**WHAT TO PRODUCE**
Output a verbatim copy of the data, cut off after the line that contains "pub fn new(db: Arc<DatabaseConnection>, files: Arc<FileStore>)".

[DATA EXCERPTS]

use crate::{
    entities::{booking, customer, meeting, payment},
    errors::ServiceError,
    services::account::{validate_phone, PrincipalProfile},
    services::{non_blank, page_bounds},
    storage::{FileStore, UploadFolder},
};
use chrono::Utc;
use sea_orm::{
    ActiveModelTrait, ColumnTrait, Condition, DatabaseConnection, EntityTrait, ModelTrait,
    PaginatorTrait, QueryFilter, QueryOrder, Set, TransactionTrait,
};
use serde::Deserialize;
use std::sync::Arc;
use tracing::{info, instrument};
use utoipa::{IntoParams, ToSchema};
use uuid::Uuid;
use validator::Validate;

#[derive(Debug, Clone, Default, Deserialize, ToSchema, IntoParams)]
#[into_params(parameter_in = Query)]
pub struct CustomerListQuery {
    pub page: Option<u64>,
    pub limit: Option<u64>,
    /// Matches name, email or phone
    pub search: Option<String>,
}

#[derive(Debug, Clone, Default, Deserialize, Validate, ToSchema)]
pub struct UpdateProfileRequest {
    #[validate(length(min = 2, max = 100, message = "must be 2-100 characters"))]
    pub name: Option<String>,
    #[validate(custom = "validate_phone")]
    pub phone: Option<String>,
}

/// Customer administration and self-service profile
#[derive(Clone)]
pub struct CustomerService {
    db: Arc<DatabaseConnection>,
    files: Arc<FileStore>,
}

impl CustomerService {
    pub fn new(db: Arc<DatabaseConnection>, files: Arc<FileStore>) -> Self {
        Self { db, files }
    }

    async fn find(&self, customer_id: Uuid) -> Result<customer::Model, ServiceError> {
        customer::Entity::find_by_id(customer_id)
            .one(&*self.db)
            .await?
            .ok_or_else(|| ServiceError::NotFound(format!("Customer {} not found", customer_id)))
    }

    #[instrument(skip(self))]
    pub async fn list(
        &self,
        query: CustomerListQuery,
    ) -> Result<(Vec<PrincipalProfile>, u64), ServiceError> {
        let (page, limit) = page_bounds(query.page, query.limit);
        let mut select = customer::Entity::find();

        if let Some(term) = non_blank(query.search) {
            select = select.filter(
                Condition::any()
                    .add(customer::Column::Name.contains(&term))
                    .add(customer::Column::Email.contains(&term))
                    .add(customer::Column::Phone.contains(&term)),
            );
        }

        let paginator = select
            .order_by_desc(customer::Column::CreatedAt)
            .paginate(&*self.db, limit);
        let total = paginator.num_items().await?;
        let customers = paginator.fetch_page(page - 1).await?;

        Ok((customers.into_iter().map(PrincipalProfile::from).collect(), total))
    }

    #[instrument(skip(self))]
    pub async fn get_profile(&self, customer_id: Uuid) -> Result<PrincipalProfile, ServiceError> {
        Ok(self.find(customer_id).await?.into())
    }

    #[instrument(skip(self, input))]
    pub async fn update_profile(
        &self,
        customer_id: Uuid,
        input: UpdateProfileRequest,
    ) -> Result<PrincipalProfile, ServiceError> {
        input.validate()?;
        let model = self.find(customer_id).await?;

        let mut active: customer::ActiveModel = model.into();
        if let Some(name) = non_blank(input.name) {
            active.name = Set(name);
        }
        if let Some(phone) = non_blank(input.phone) {
            active.phone = Set(phone);
        }
        active.updated_at = Set(Utc::now());
        let updated = active.update(&*self.db).await?;

        info!(customer_id = %customer_id, "Profile updated");
        Ok(updated.into())
    }

    /// Stores a new profile photo and removes the one it replaces
    #[instrument(skip(self, bytes), fields(size = bytes.len()))]
    pub async fn upload_photo(
        &self,
        customer_id: Uuid,
        original_name: &str,
        bytes: &[u8],
    ) -> Result<PrincipalProfile, ServiceError> {
        let model = self.find(customer_id).await?;
        let stored = self
            .files
            .save(UploadFolder::Profiles, original_name, bytes)
            .await?;
        let previous = model.profile_photo.clone();

        let mut active: customer::ActiveModel = model.into();
        active.profile_photo = Set(Some(stored.filename.clone()));
        active.updated_at = Set(Utc::now());
        let updated = match active.update(&*self.db).await {
            Ok(updated) => updated,
            Err(e) => {
                self.files
                    .remove_quietly(UploadFolder::Profiles, Some(&stored.filename))
                    .await;
                return Err(e.into());
            }
        };

        self.files
            .remove_quietly(UploadFolder::Profiles, previous.as_deref())
            .await;
        info!(customer_id = %customer_id, file = %stored.filename, "Profile photo replaced");
        Ok(updated.into())
    }

    /// Deletes a customer with their bookings, meetings and payments, then their files.
    #[instrument(skip(self))]
    pub async fn delete(&self, customer_id: Uuid) -> Result<(), ServiceError> {
        let txn = self.db.begin().await?;

        let model = customer::Entity::find_by_id(customer_id)
            .one(&txn)
            .await?
            .ok_or_else(|| ServiceError::NotFound(format!("Customer {} not found", customer_id)))?;

        let bookings = model.find_related(booking::Entity).all(&txn).await?;
        let booking_ids: Vec<Uuid> = bookings.iter().map(|b| b.id).collect();
        let payments = payment::Entity::find()
            .filter(payment::Column::CustomerId.eq(customer_id))
            .all(&txn)
            .await?;
        let meetings = meeting::Entity::find()
            .filter(meeting::Column::BookingId.is_in(booking_ids.clone()))
            .all(&txn)
            .await?;

        payment::Entity::delete_many()
            .filter(payment::Column::CustomerId.eq(customer_id))
            .exec(&txn)
            .await?;
        meeting::Entity::delete_many()
            .filter(meeting::Column::BookingId.is_in(booking_ids))
            .exec(&txn)
            .await?;
        booking::Entity::delete_many()
            .filter(booking::Column::CustomerId.eq(customer_id))
            .exec(&txn)
            .await?;
        let profile_photo = model.profile_photo.clone();
        model.delete(&txn).await?;
        txn.commit().await?;

        let mut files: Vec<(UploadFolder, String)> = Vec::new();
        files.extend(profile_photo.map(|f| (UploadFolder::Profiles, f)));
        files.extend(
            bookings
                .into_iter()
                .filter_map(|b| b.invoice_file)
                .map(|f| (UploadFolder::Invoices, f)),
        );
        files.extend(
            meetings
                .into_iter()
                .filter_map(|m| m.mou_file)
                .map(|f| (UploadFolder::Mou, f)),
        );
        for p in payments {
            files.extend(p.proof_file.map(|f| (UploadFolder::Payments, f)));
            files.extend(p.receipt_file.map(|f| (UploadFolder::Receipts, f)));
        }
        for (folder, file) in &files {
            self.files.remove_quietly(*folder, Some(file)).await;
        }

        info!(customer_id = %customer_id, files_removed = files.len(), "Customer deleted");
        Ok(())
    }
}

[/DATA EXCERPTS]

**EXPECTED ANSWER**
use crate::{
    entities::{booking, customer, meeting, payment},
    errors::ServiceError,
    services::account::{validate_phone, PrincipalProfile},
    services::{non_blank, page_bounds},
    storage::{FileStore, UploadFolder},
};
use chrono::Utc;
use sea_orm::{
    ActiveModelTrait, ColumnTrait, Condition, DatabaseConnection, EntityTrait, ModelTrait,
    PaginatorTrait, QueryFilter, QueryOrder, Set, TransactionTrait,
};
use serde::Deserialize;
use std::sync::Arc;
use tracing::{info, instrument};
use utoipa::{IntoParams, ToSchema};
use uuid::Uuid;
use validator::Validate;

#[derive(Debug, Clone, Default, Deserialize, ToSchema, IntoParams)]
#[into_params(parameter_in = Query)]
pub struct CustomerListQuery {
    pub page: Option<u64>,
    pub limit: Option<u64>,
    /// Matches name, email or phone
    pub search: Option<String>,
}

#[derive(Debug, Clone, Default, Deserialize, Validate, ToSchema)]
pub struct UpdateProfileRequest {
    #[validate(length(min = 2, max = 100, message = "must be 2-100 characters"))]
    pub name: Option<String>,
    #[validate(custom = "validate_phone")]
    pub phone: Option<String>,
}

/// Customer administration and self-service profile
#[derive(Clone)]
pub struct CustomerService {
    db: Arc<DatabaseConnection>,
    files: Arc<FileStore>,
}

impl CustomerService {
    pub fn new(db: Arc<DatabaseConnection>, files: Arc<FileStore>) -> Self {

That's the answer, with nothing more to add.